The search for carbon-neutral energy sources is becoming more vital as the struggle against climate change intensifies. Green hydrogen is a promising fuel in a carbon-neutral economy, and initiatives to manufacture it are now underway. One of the difficulties is safely storing and transporting the potentially explosive gas.
Now, a group of microbiologists from Goethe University Frankfurt has succeeded in utilizing bacteria to store and release hydrogen in a regulated manner — a significant step forward in the search for carbon-neutral energy sources in the cause of climate change mitigation. Researchers discovered an enzyme in bacteria that lives in the absence of oxygen and produces formic acid by binding hydrogen straight to CO2. The procedure is fully reversible, which is a prerequisite for hydrogen storage.
These acetogenic bacteria eat carbon dioxide and convert it to formic acid with the help of hydrogen. Normally, formic acid is merely an intermediate result of their metabolism, which is digested further to produce acetic acid and ethanol. However, the team has altered the bacteria in such a way that it is now able to not only stop but also reverse this process at the formic acid stage. Since 2013, the core principle has been patented.
“The measured rates of CO2 reduction to formic acid and back are the highest ever measured and many times greater than with other biological or chemical catalysts; in addition, and unlike chemical catalysts, the bacteria do not require rare metals or extreme conditions for the reaction, such as high temperatures and high pressures, but instead do the job at 30 °C and normal pressure.”
Professor Volker Müller
The team has now achieved a further milestone: the construction of a biobattery for hydrogen storage using the same bacteria.
During the day, a photovoltaic unit generates electricity, which is subsequently used to fuel water hydrolysis.

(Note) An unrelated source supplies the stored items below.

impl AudioThread {
    fn run(mut self) {
        loop {
            match self.cmd_rx.recv_timeout(PROGRESS_INTERVAL) {
                Ok(cmd) => self.handle(cmd),
                Err(RecvTimeoutError::Timeout) => self.report_progress(),
                Err(RecvTimeoutError::Disconnected) => break,
            }
        }
        // Owner dropped: release the sink and stream.
        if let Some(sink) = self.sink.take() {
            sink.stop();
        }
        self.output = None;
    }

    fn handle(&mut self, cmd: SourceCommand) {
        match cmd {
            SourceCommand::Load(path) => self.load(path),
            SourceCommand::Play => self.play(),
            SourceCommand::Pause => {
                if let Some(sink) = &self.sink {
                    sink.pause();
                }
                self.paused.store(true, Ordering::SeqCst);
            }
            SourceCommand::Seek(target) => self.seek(target),
            SourceCommand::SetVolume(v) => {
                self.volume = v;
                if let Some(sink) = &self.sink {
                    sink.set_volume(v);
                }
            }
            SourceCommand::Stop => {
                if let Some(sink) = self.sink.take() {
                    sink.stop();
                }
                self.playing.store(false, Ordering::SeqCst);
                self.paused.store(false, Ordering::SeqCst);
                self.set_position(Duration::ZERO);
            }
        }
    }

    fn load(&mut self, path: PathBuf) {
        if let Some(sink) = self.sink.take() {
            sink.stop();
        }
        self.playing.store(false, Ordering::SeqCst);
        self.paused.store(false, Ordering::SeqCst);
        self.ended_emitted = false;
        if let Ok(mut ring) = self.samples.lock() {
            use ringbuf::traits::*;
            ring.clear();
        }

        // Probe the file so unplayable sources surface before playback.
        match open_source(&path) {
            Ok(decoder) => {
                if let Some(probed) = decoder.total_duration() {
                    if let Ok(mut dur) = self.duration.lock() {
                        *dur = Some(probed);
                    }
                }
                let duration = self
                    .duration
                    .lock()
                    .ok()
                    .and_then(|d| *d)
                    .unwrap_or(Duration::ZERO);
                self.loaded = Some(path);
                let _ = self.event_tx.send(SourceEvent::Ready { duration });
            }
            Err(e) => {
                warn!(path = %path.display(), error = %e, "source unplayable");
                self.loaded = None;
                let _ = self.event_tx.send(SourceEvent::Error(e));
            }
        }
    }

    fn play(&mut self) {
        let Some(path) = self.loaded.clone() else {
            let _ = self
                .event_tx
                .send(SourceEvent::Error(PlayerError::PlaybackRejected(
                    "no track loaded".into(),
                )));
            return;
        };

        // Resuming a paused sink needs no rebuild.
        if let Some(sink) = &self.sink {
            if !sink.empty() {
                sink.play();
                self.playing.store(true, Ordering::SeqCst);
                self.paused.store(false, Ordering::SeqCst);
                return;
            }
        }

        // Establishing the output stream is the explicit "resume the
        // audio context" step of the play path; it can be rejected by
        // the environment.
        if self.output.is_none() {
            match OutputStream::try_default() {
                Ok(out) => self.output = Some(out),
                Err(e) => {
                    warn!(error = %e, "audio output unavailable");
                    self.playing.store(false, Ordering::SeqCst);
                    let _ = self
                        .event_tx
                        .send(SourceEvent::Error(PlayerError::PlaybackRejected(
                            e.to_string(),
                        )));
                    return;
                }
            }
        }
        let Some((_stream, handle)) = &self.output else {
            return;
        };

        let decoder = match open_source(&path) {
            Ok(d) => d,
            Err(e) => {
                self.playing.store(false, Ordering::SeqCst);
                let _ = self.event_tx.send(SourceEvent::Error(e));
                return;
            }
        };

        let sink = match Sink::try_new(handle) {
            Ok(s) => s,
            Err(e) => {
                self.playing.store(false, Ordering::SeqCst);
                let _ = self
                    .event_tx
                    .send(SourceEvent::Error(PlayerError::PlaybackRejected(
                        e.to_string(),
                    )));
                return;
            }
        };

        let tapped = SampleTap::new(decoder.convert_samples::<f32>(), self.samples.clone());
        sink.append(tapped);
        sink.set_volume(self.volume);

        let resume_at = self.position.lock().map(|p| *p).unwrap_or(Duration::ZERO);
        if !resume_at.is_zero() {
            if let Err(e) = sink.try_seek(resume_at) {
                warn!(error = ?e, "seek on play was not honored");
            }
        }

        sink.play();
        self.sink = Some(sink);
        self.ended_emitted = false;
        self.playing.store(true, Ordering::SeqCst);
        self.paused.store(false, Ordering::SeqCst);
    }

    fn seek(&mut self, target: Duration) {
        self.set_position(target);
        if let Some(sink) = &self.sink {
            if let Err(e) = sink.try_seek(target) {
                warn!(error = ?e, "seek not supported by source");
            }
        }
        // With no sink the mirror holds the target; the next play()
        // resumes from it.
    }

    fn report_progress(&mut self) {
        let (empty, paused, pos) = match &self.sink {
            Some(sink) => (sink.empty(), sink.is_paused(), sink.get_pos()),
            None => return,
        };

        if empty {
            if self.playing.load(Ordering::SeqCst) && !self.ended_emitted {
                self.ended_emitted = true;
                self.playing.store(false, Ordering::SeqCst);
                self.paused.store(false, Ordering::SeqCst);
                if let Some(total) = self.duration.lock().ok().and_then(|d| *d) {
                    self.set_position(total);
                }
                self.sink = None;
                let _ = self.event_tx.send(SourceEvent::Ended);
            }
            return;
        }

        if !paused {
            self.set_position(pos);
            let _ = self.event_tx.send(SourceEvent::TimeUpdate { position: pos });
        }
    }

    fn set_position(&self, pos: Duration) {
        if let Ok(mut mirror) = self.position.lock() {
            *mirror = pos;
        }
    }
}

fn open_source(path: &Path) -> Result<Decoder<BufReader<File>>, PlayerError> {
    let file =
        File::open(path).map_err(|e| PlayerError::SourceUnplayable(format!("{path:?}: {e}")))?;
    Decoder::new(BufReader::new(file))
        .map_err(|e| PlayerError::SourceUnplayable(format!("{path:?}: {e}")))
}
use super::types::{LogLevel, LoggerConfig};
use crate::utils::error::{OutcomeError, Result};
use tracing_subscriber::EnvFilter;

/// Install a global `fmt` subscriber at `level`.
///
/// `RUST_LOG` takes precedence over `level` when set.
pub fn init_logger(level: LogLevel) -> Result<()> {
    init_logger_with(&LoggerConfig { level, json: false })
}

/// Install a global `fmt` subscriber from `config`.
///
/// Fails instead of panicking when a subscriber is already installed.
pub fn init_logger_with(config: &LoggerConfig) -> Result<()> {
    let filter = EnvFilter::try_from_default_env()
        .unwrap_or_else(|_| EnvFilter::new(config.level.as_str()));

    let builder = tracing_subscriber::fmt()
        .with_env_filter(filter)
        .with_target(false)
        .with_thread_ids(true)
        .with_file(true)
        .with_line_number(true);

    let installed = if config.json {
        builder.json().try_init()
    } else {
        builder.try_init()
    };

    installed.map_err(|e| OutcomeError::with_cause("Failed to install tracing subscriber", e))
}
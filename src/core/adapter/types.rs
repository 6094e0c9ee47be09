//! Adapter configuration and the collapsing conversion

use crate::core::outcome::Outcome;
use crate::utils::error::OutcomeError;
use serde::{Deserialize, Serialize};

/// Adapter configuration
#[derive(Debug, Clone, PartialEq, Eq, Serialize, Deserialize)]
#[serde(default)]
pub struct AdapterConfig {
    /// Convert panics raised by the wrapped operation into failures
    pub catch_panics: bool,
    /// Emit tracing events when the operation settles as a failure
    pub log_failures: bool,
}

impl Default for AdapterConfig {
    fn default() -> Self {
        Self {
            catch_panics: true,
            log_failures: true,
        }
    }
}

impl AdapterConfig {
    /// Create a configuration with default settings
    pub fn new() -> Self {
        Self::default()
    }

    /// Set whether panics are converted into failures
    pub fn catch_panics(mut self, enabled: bool) -> Self {
        self.catch_panics = enabled;
        self
    }

    /// Set whether failures are logged
    pub fn log_failures(mut self, enabled: bool) -> Self {
        self.log_failures = enabled;
        self
    }
}

/// Values an adapted operation may settle with.
///
/// A plain `Result` is wrapped once. An `Outcome` is unwrapped through
/// [`Outcome::into_result`] and wrapped again, so an operation that already
/// returns an outcome never produces a nested one.
pub trait IntoOutcome {
    /// Success payload after collapsing
    type Value;

    /// Convert into a single-level outcome
    fn into_outcome(self) -> Outcome<Self::Value>;
}

impl<T, E> IntoOutcome for Result<T, E>
where
    E: Into<OutcomeError>,
{
    type Value = T;

    fn into_outcome(self) -> Outcome<T> {
        match self {
            Ok(value) => Outcome::Success(value),
            Err(error) => Outcome::Failure(error.into()),
        }
    }
}

impl<T, E> IntoOutcome for Outcome<T, E>
where
    E: Into<OutcomeError>,
{
    type Value = T;

    fn into_outcome(self) -> Outcome<T> {
        self.into_result().into_outcome()
    }
}
//! Async adapter integration tests
//!
//! Wraps fake raising services and checks what comes out the other side.

#[cfg(test)]
mod tests {
    use crate::common::assertions::FailureAssertions;
    use crate::common::{FlakyService, UserDirectory};
    use crate::{assert_err, assert_ok, assert_success};
    use outcome_rs::{AdapterConfig, Outcome, OutcomeError, try_or_raise, try_result, try_result_with};
    use std::error::Error as _;

    /// Test that a healthy upstream becomes a success
    #[tokio::test]
    async fn test_wraps_healthy_service() {
        let service = FlakyService::failing(0);
        let outcome = try_result(|| service.fetch("alpha")).await;
        assert_eq!(assert_success!(outcome), "value-of-alpha");
    }

    /// Test that a raised io::Error becomes a failure with its cause kept
    #[tokio::test]
    async fn test_wraps_failing_service() {
        let service = FlakyService::failing(1);
        let outcome = try_result(|| service.fetch("alpha")).await;

        outcome.assert_failed_with_message("timed out fetching alpha");
        let cause = outcome.error().and_then(|e| e.source());
        assert!(cause.is_some());
        assert_eq!(service.calls(), 1);
    }

    /// Test that the adapter invokes the operation exactly once
    #[tokio::test]
    async fn test_no_retry() {
        let service = FlakyService::failing(1);
        let _ = try_result(|| service.fetch("beta")).await;
        let second = try_result(|| service.fetch("beta")).await;

        assert_eq!(service.calls(), 2);
        assert_eq!(assert_success!(second), "value-of-beta");
    }

    /// Test that a service panic becomes a failure
    #[tokio::test]
    async fn test_panicking_service() {
        let service = FlakyService::failing(0);
        let outcome = try_result(|| service.fetch_or_panic("gamma")).await;
        outcome.assert_failed_with_message("client bug while fetching gamma");
    }

    /// Test that an outcome-returning service is not double wrapped
    #[tokio::test]
    async fn test_collapses_outcome_returning_service() {
        let directory = UserDirectory::with_users(&[(1, "ada")]);

        let found: Outcome<String> = try_result(|| directory.find(1)).await;
        assert_eq!(assert_success!(found), "ada");

        let missing: Outcome<String> = try_result(|| directory.find(2)).await;
        missing.assert_failed_with_message("user 2 not found");
    }

    /// Test the raising form keeps the original error
    #[tokio::test]
    async fn test_raising_form_returns_original_error() {
        let original = OutcomeError::new("quota exhausted");
        let raised = original.clone();

        let result = try_or_raise(|| async move { Err::<u32, _>(raised) }).await;
        let returned = assert_err!(result);
        assert!(OutcomeError::ptr_eq(&returned, &original));
    }

    /// Test the raising form composes with `?`
    #[tokio::test]
    async fn test_raising_form_with_question_mark() {
        async fn lookup(service: &FlakyService) -> outcome_rs::Result<usize> {
            let value = try_or_raise(|| service.fetch("delta")).await?;
            Ok(value.len())
        }

        let healthy = FlakyService::failing(0);
        assert_eq!(assert_ok!(lookup(&healthy).await), "value-of-delta".len());

        let broken = FlakyService::failing(1);
        let error = assert_err!(lookup(&broken).await);
        assert_eq!(error.message(), "timed out fetching delta");
    }

    /// Test that spawned tasks can run the adapter
    #[tokio::test]
    async fn test_runs_inside_spawned_task() {
        let handle = tokio::spawn(async {
            try_result(|| async { Err::<(), _>("from task") }).await
        });
        let outcome = handle.await.unwrap();
        outcome.assert_failed_with_message("from task");
    }

    /// Test that the adapter can be configured to stay quiet
    #[tokio::test]
    async fn test_quiet_configuration() {
        let config = AdapterConfig::new().log_failures(false);
        let outcome = try_result_with(&config, || async { Err::<(), _>("silent") }).await;
        outcome.assert_failed_with_message("silent");
    }
}
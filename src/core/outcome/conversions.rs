//! Conversions between Outcome and std types

use super::types::Outcome;

impl<T, E> From<Result<T, E>> for Outcome<T, E> {
    fn from(result: Result<T, E>) -> Self {
        match result {
            Ok(value) => Outcome::Success(value),
            Err(error) => Outcome::Failure(error),
        }
    }
}

impl<T, E> From<Outcome<T, E>> for Result<T, E> {
    fn from(outcome: Outcome<T, E>) -> Self {
        outcome.into_result()
    }
}

// Stops at the first failure and returns it unchanged
impl<T, E, V> FromIterator<Outcome<T, E>> for Outcome<V, E>
where
    V: FromIterator<T>,
{
    fn from_iter<I: IntoIterator<Item = Outcome<T, E>>>(iter: I) -> Self {
        iter.into_iter()
            .map(Outcome::into_result)
            .collect::<Result<V, E>>()
            .into()
    }
}
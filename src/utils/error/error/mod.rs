//! Error handling for the toolkit
//!
//! This module defines the error object carried by failure outcomes.

mod conversions;
mod helpers;
mod serialization;
mod types;

pub use types::{BoxError, NON_STRING_PANIC_MESSAGE, OutcomeError, Result};
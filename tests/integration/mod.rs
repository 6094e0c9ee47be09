//! Integration tests for outcome-rs
//!
//! These tests use only the public API.

pub mod adapter_tests;
pub mod assertion_tests;
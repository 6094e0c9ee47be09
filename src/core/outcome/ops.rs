//! Free-function surface over [`Outcome`]

use super::types::Outcome;

/// Wrap a value as a success. Any value is a valid payload, falsy ones included.
pub fn success<T, E>(value: T) -> Outcome<T, E> {
    Outcome::Success(value)
}

/// Wrap an error as a failure, verbatim
pub fn failure<T, E>(error: E) -> Outcome<T, E> {
    Outcome::Failure(error)
}

pub fn is_success<T, E>(outcome: &Outcome<T, E>) -> bool {
    outcome.is_success()
}

pub fn is_failure<T, E>(outcome: &Outcome<T, E>) -> bool {
    outcome.is_failure()
}

/// Extract the payload or hand back the failure's error through `Err`.
///
/// Callers that must not propagate should branch on [`is_success`] first.
pub fn unwrap<T, E>(outcome: Outcome<T, E>) -> Result<T, E> {
    outcome.into_result()
}

pub fn map<T, U, E, F>(outcome: Outcome<T, E>, f: F) -> Outcome<U, E>
where
    F: FnOnce(T) -> U,
{
    outcome.map(f)
}

pub fn map_err<T, E, E2, F>(outcome: Outcome<T, E>, f: F) -> Outcome<T, E2>
where
    F: FnOnce(E) -> E2,
{
    outcome.map_err(f)
}
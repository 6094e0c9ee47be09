//! Outcome extension utilities
//!
//! This module provides extension traits that log a failure and carry on,
//! for call sites where a failed outcome is not worth propagating.

use crate::core::outcome::Outcome;
use crate::utils::error::OutcomeError;
use std::fmt::Display;
use tracing::{error, warn};

/// Extension trait for Outcome types to provide logged fallbacks
pub trait OutcomeExt<T, E> {
    /// Log a failure and return a default value
    fn unwrap_or_log_default(self, context: &str) -> T
    where
        T: Default;

    /// Log a failure and return the provided default value
    fn unwrap_or_log(self, default: T, context: &str) -> T;

    /// Wrap a failure's error under `context`, keeping the original as cause
    fn with_context(self, context: &str) -> Outcome<T>;

    /// Log a failure and continue without a value
    fn log_and_continue(self, context: &str) -> Option<T>;
}

impl<T, E> OutcomeExt<T, E> for Outcome<T, E>
where
    E: Display + Into<OutcomeError>,
{
    fn unwrap_or_log_default(self, context: &str) -> T
    where
        T: Default,
    {
        match self {
            Outcome::Success(value) => value,
            Outcome::Failure(e) => {
                error!("Error in {}: {}. Using default value.", context, e);
                T::default()
            }
        }
    }

    fn unwrap_or_log(self, default: T, context: &str) -> T {
        match self {
            Outcome::Success(value) => value,
            Outcome::Failure(e) => {
                error!("Error in {}: {}. Using fallback value.", context, e);
                default
            }
        }
    }

    fn with_context(self, context: &str) -> Outcome<T> {
        self.map_err(|e| e.into().context(context))
    }

    fn log_and_continue(self, context: &str) -> Option<T> {
        match self {
            Outcome::Success(value) => Some(value),
            Outcome::Failure(e) => {
                warn!("Non-fatal error in {}: {}. Continuing...", context, e);
                None
            }
        }
    }
}

/// Extension trait for Option types
pub trait OptionExt<T> {
    /// Convert None to a failure carrying `message`
    fn ok_or_message(self, message: &str) -> Outcome<T>;

    /// Log when None and return default
    fn unwrap_or_log_default(self, context: &str) -> T
    where
        T: Default;
}

impl<T> OptionExt<T> for Option<T> {
    fn ok_or_message(self, message: &str) -> Outcome<T> {
        match self {
            Some(value) => Outcome::Success(value),
            None => Outcome::Failure(OutcomeError::new(message)),
        }
    }

    fn unwrap_or_log_default(self, context: &str) -> T
    where
        T: Default,
    {
        match self {
            Some(value) => value,
            None => {
                warn!("Missing value in {}, using default", context);
                T::default()
            }
        }
    }
}
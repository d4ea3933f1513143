use serde::{Deserialize, Serialize};

use crate::SegmentId;

/// A byte used to disambiguate appended entry types.
#[derive(Clone, Copy, PartialEq, Eq, Debug)]
#[repr(u8)]
pub enum EntryType {
    /// The fixed header written first into every segment.
    SegHeader = 1,
    /// The log digest written into every head segment.
    LogDigest = 2,
}

impl EntryType {
    pub(crate) const fn into(self) -> u8 {
        self as u8
    }

    /// Decode a framing byte. `None` for unknown tags, which callers
    /// treat as corruption.
    pub fn from_u8(byte: u8) -> Option<EntryType> {
        match byte {
            1 => Some(EntryType::SegHeader),
            2 => Some(EntryType::LogDigest),
            _ => None,
        }
    }
}

/// The first entry in every segment. Identifies the owning log and the
/// segment itself, so replicas found on backups can be attributed after
/// a failure.
#[derive(Debug, Clone, Copy, PartialEq, Eq, Serialize, Deserialize)]
pub struct SegmentHeader {
    /// Identifier of the log this segment belongs to.
    pub log_id: u64,
    /// The segment's own identifier.
    pub segment_id: SegmentId,
    /// Full capacity of the segment in bytes.
    pub capacity: u32,
    /// For cleaner survivors, the id of the head segment when the
    /// cleaning pass began, so survivor contents order before that
    /// head. `INVALID_SEGMENT_ID` for heads.
    pub head_id_during_cleaning: SegmentId,
}

impl SegmentHeader {
    pub(crate) fn serialize(&self) -> Vec<u8> {
        bincode::serialize(self).expect("segment header is always serializable")
    }

    /// Decode a header from the payload of a `SegHeader` entry.
    pub fn deserialize(buf: &[u8]) -> Option<SegmentHeader> {
        bincode::deserialize(buf).ok()
    }
}

/// The list of segment identifiers that constitute the durable log as
/// of the head segment the digest is written into. Replayed during
/// recovery to decide which replicas on backups are live.
#[derive(Debug, Clone, PartialEq, Eq, Default, Serialize, Deserialize)]
pub struct LogDigest {
    /// Identifiers of every segment in the log, in no particular order.
    pub segment_ids: Vec<SegmentId>,
}

impl LogDigest {
    pub(crate) fn add_segment_id(&mut self, id: SegmentId) {
        self.segment_ids.push(id);
    }

    /// Whether the digest advertises the given segment.
    pub fn contains(&self, id: SegmentId) -> bool {
        self.segment_ids.contains(&id)
    }

    pub(crate) fn serialize(&self) -> Vec<u8> {
        bincode::serialize(self).expect("log digest is always serializable")
    }

    /// Decode a digest from the payload of a `LogDigest` entry.
    pub fn deserialize(buf: &[u8]) -> Option<LogDigest> {
        bincode::deserialize(buf).ok()
    }
}

#[cfg(test)]
mod tests {
    use super::*;
    use crate::INVALID_SEGMENT_ID;

    #[test]
    fn header_survives_the_wire() {
        let header = SegmentHeader {
            log_id: 9,
            segment_id: 4,
            capacity: 1 << 20,
            head_id_during_cleaning: INVALID_SEGMENT_ID,
        };
        let bytes = header.serialize();
        assert_eq!(SegmentHeader::deserialize(&bytes), Some(header));
    }

    #[test]
    fn digest_membership() {
        let mut digest = LogDigest::default();
        digest.add_segment_id(0);
        digest.add_segment_id(2);
        assert!(digest.contains(0));
        assert!(!digest.contains(1));
    }
}
/// The lifecycle state of a live segment. Every live segment is on
/// exactly one state list; `Freed` is terminal and never stored, since
/// freeing vacates the slot entirely.
#[derive(Debug, Clone, Copy, PartialEq, Eq)]
pub enum State {
    /// The open segment accepting appends. At most one exists.
    Head,
    /// Closed, but not yet advertised to the cleaner.
    NewlyCleanable,
    /// Closed and visible to the cleaner.
    Cleanable,
    /// A survivor the cleaner is writing. Not yet part of the log.
    CleaningInto,
    /// Cleaning finished; waits for the next digest to join the log.
    CleanablePendingDigest,
    /// A cleaned source segment; must leave the next digest before it
    /// can be reclaimed.
    FreeablePendingDigestAndReferences,
    /// Out of every digest; waits for requests from its cleaning epoch
    /// or earlier to drain.
    FreeablePendingReferences,
    /// Terminal. The slot has returned to the free stack.
    Freed,
}

const STATE_LIST_COUNT: usize = 7;

impl State {
    fn list_index(self) -> usize {
        match self {
            State::Head => 0,
            State::NewlyCleanable => 1,
            State::Cleanable => 2,
            State::CleaningInto => 3,
            State::CleanablePendingDigest => 4,
            State::FreeablePendingDigestAndReferences => 5,
            State::FreeablePendingReferences => 6,
            State::Freed => panic!("freed segments are not on any list"),
        }
    }
}

/// What an allocation is for. Decides which reserve may satisfy it and
/// which initial state the segment takes.
#[derive(Debug, Clone, Copy, PartialEq, Eq)]
enum AllocKind {
    Head,
    EmergencyHead,
    Survivor,
}

#[derive(Debug, Clone, Copy, Default)]
struct Links {
    next: Option<Slot>,
    prev: Option<Slot>,
}

#[derive(Debug, Clone, Copy, Default)]
struct SlotList {
    head: Option<Slot>,
    tail: Option<Slot>,
    len: usize,
}

#[derive(Clone, Copy)]
enum LinkField {
    State,
    All,
}

struct SlotEntry {
    segment: Arc<Segment>,
    state: State,
    state_link: Links,
    all_link: Links,
}

struct Inner {
    next_segment_id: SegmentId,
    slots: Vec<Option<SlotEntry>>,
    free_slots: Vec<Slot>,
    id_to_slot: FnvHashMap<SegmentId, Slot>,
    by_state: [SlotList; STATE_LIST_COUNT],
    all: SlotList,
    emergency_heads_alloced: usize,
    survivor_reserve: usize,
    survivor_alloced: usize,
    log_iterator_count: usize,
}

/// The central bookkeeper of the log. See the crate docs for the
/// safety properties it maintains.
pub struct SegmentManager {
    log_id: u64,
    max_segments: usize,
    allocator: Arc<SegletAllocator>,
    replicas: Arc<dyn ReplicaManager>,
    epochs: Arc<RpcEpochs>,
    inner: Mutex<Inner>,
}

fn link_of(entry: &mut SlotEntry, field: LinkField) -> &mut Links {
    match field {
        LinkField::State => &mut entry.state_link,
        LinkField::All => &mut entry.all_link,
    }
}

The hydrogen generated by the bacteria binds to CO2, resulting in the synthesis of formic acid. This reaction is completely reversible, and the concentration of the starting ingredients and end products determines the reaction’s direction. The hydrogen concentration in the bioreactor drops over the night, and the bacteria begin to release hydrogen from the formic acid once more. The hydrogen can then be used as a source of energy.
To test their bacterial hydrogen storage mechanism, the researchers supplied hydrogen to the bacteria for eight hours before putting them on a hydrogen diet for 16 hours. The bacteria subsequently released all of the hydrogen back into the atmosphere. With the use of genetic engineering procedures, it was feasible to abolish the unwanted generation of acetic acid.
The system ran extremely stably for at least two weeks,” explains Fabian Schwarz, who is pleased that this work has been accepted for publication in “Joule,” a prestigious journal for chemical and physical process engineering. “That biologists publish in this important journal is somewhat unusual,” says Schwarz.
The proven process architecture, according to the researchers, might be used as a future “bio-battery” for the reversible storage of electrons in the form of hydrogen in formic acid.